アフロディーテが神の恩恵を授けると、ロアはルドロットとともに朝早くからダンジョンへと向かっていた。
ルドロットのステイタスは何か特別な魔法はなかったが、一つだけスキルが発現していた。
【
・救済時、全基本アビリティ超高補正。
単純な自分へのバフ効果であったが、そのバフの強力さはとてつもない。それに、この能力の発動条件が実に彼らしいと思い、彼をファミリアに入れたことが正解だったとロアは感じた。ただ、人を助けることのみに特化していることからダンジョンでの戦闘では一切役に立たないだろうな、と思いながらバベルへと向かう。
ルドロットにはホームの二階の物置の部屋を寝室として与えている。彼自身狭い部屋に文句も言わずに承諾してくれたが、少し申し訳なく感じてしまったので、これからもファミリアを増やすと仮定した上で新たなホームを建てることも考えなければならない。しかし、まだこのホームのローンも返せておらず、次の新居を建てる予算も決まっていないためしばらくは三人で狭いホームに住むことになるだろう。
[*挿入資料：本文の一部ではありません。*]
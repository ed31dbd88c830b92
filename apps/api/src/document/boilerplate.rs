// Fixed copy for the instructional pages. Not derived from the screenplay.
// `**text**` marks a bold lead phrase; see `emphasized_runs`.

use crate::document::model::Run;

pub const WELCOME_HEADING: &str = "Welcome to your Personalized KidVentures Video";

pub const WELCOME_LEAD: &str = "Thank you for choosing KidVenture Studios! ";

pub const WELCOME_BODY: &str = "🎬✨ We're thrilled to bring your vision to life with a script \
designed especially for YOU. Follow the steps below to ensure a stress-free and fun-filled \
experience, packed with action, drama, or maybe a few dino-roars 🦖 (we won't judge). So grab \
your camera, call in your co-stars (even if it's just the family dog 🐾), and get ready to \
shout, \"Action!\"";

pub const HOW_TO_USE_HEADING: &str = "How to Use";

pub const HOW_TO_USE_BODY: &str = "Use this script as a guide from top-to-bottom for your \
children's adventure film. Encourage improvisation and let the kids add their own ideas. Focus \
on capturing the fun and imagination rather than perfect line delivery.";

pub const TIPS_HEADING: &str = "Helpful Tips";

pub const FILMING_TIPS: &[&str] = &[
    "**Use a SMARTPHONE** in LANDSCAPE mode for filming",
    "**Use natural light** - film outdoors or near windows whenever possible",
    "**Steady your shots** - keep your camera still with steady movement and avoid shake",
    "**Clean your lens** - remove any unintended debris or dirt",
    "**Mind your sound** - minimize background noise and speak lines clearly",
    "**Frame subject** - ensure the person or item of importance is within shot, not cut off",
    "**Save each clip** with scene and shot number, ie- SCENE1_SHOT1",
];

pub const NO_IMAGE_PLACEHOLDER: &str = "No image";

pub const NO_PROPS_PLACEHOLDER: &str = "No props listed.";

pub const DEFAULT_SCENE_PROPS: &str = "No specific props listed.";

pub const POSTER_HEADING: &str = "Photos for Your Movie Poster";

pub const POSTER_INTRO: &str = "Your finished film comes with a custom movie poster. Send us a \
few photos of your stars and we'll do the rest. For the best results:";

pub const POSTER_PHOTO_GUIDELINES: &[&str] = &[
    "**One star per photo** - take a separate photo of each character",
    "**Full costume** - shoot in the wardrobe and props used in the film",
    "**Plain background** - stand in front of a wall or door without clutter",
    "**Good light** - face a window or shoot outdoors in the shade",
    "**Hold the phone upright** - portrait mode, with a little space above the head",
    "**Show some attitude** - heroic poses and big expressions make the best posters",
    "**No filters** - send the original, unedited photos at full resolution",
];

/// Splits `**bold**` markup into runs. Odd segments are bold.
pub fn emphasized_runs(text: &str) -> Vec<Run> {
    text.split("**")
        .enumerate()
        .filter(|(_, part)| !part.is_empty())
        .map(|(i, part)| {
            if i % 2 == 1 {
                Run::bold(part)
            } else {
                Run::plain(part)
            }
        })
        .collect()
}

#[cfg(test)]
mod tests {
    use super::*;

    #[test]
    fn test_lead_phrase_is_bold() {
        let runs = emphasized_runs("**Clean your lens** - remove any debris");
        assert_eq!(
            runs,
            vec![Run::bold("Clean your lens"), Run::plain(" - remove any debris")]
        );
    }

    #[test]
    fn test_text_without_markup_is_one_plain_run() {
        assert_eq!(emphasized_runs("plain"), vec![Run::plain("plain")]);
    }

    #[test]
    fn test_every_tip_has_a_bold_lead() {
        for tip in FILMING_TIPS.iter().chain(POSTER_PHOTO_GUIDELINES) {
            let runs = emphasized_runs(tip);
            assert!(
                matches!(runs.first(), Some(Run::Text { bold: true, .. })),
                "tip without bold lead: {tip}"
            );
        }
    }
}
ダンジョンへと向かう途中、ルドロットの様子はソワソワとした感じでなんとも落ち着きがない。
「どうした?ダンジョンが怖いのか?」
「いえいえ全然!いまとってもワクワクしています!」
さながら、これからの冒険に胸を躍らせているような心境なのだろうが、現実はそう甘くはない。そのぬるくて危険な考え方を今日は正さなければならない。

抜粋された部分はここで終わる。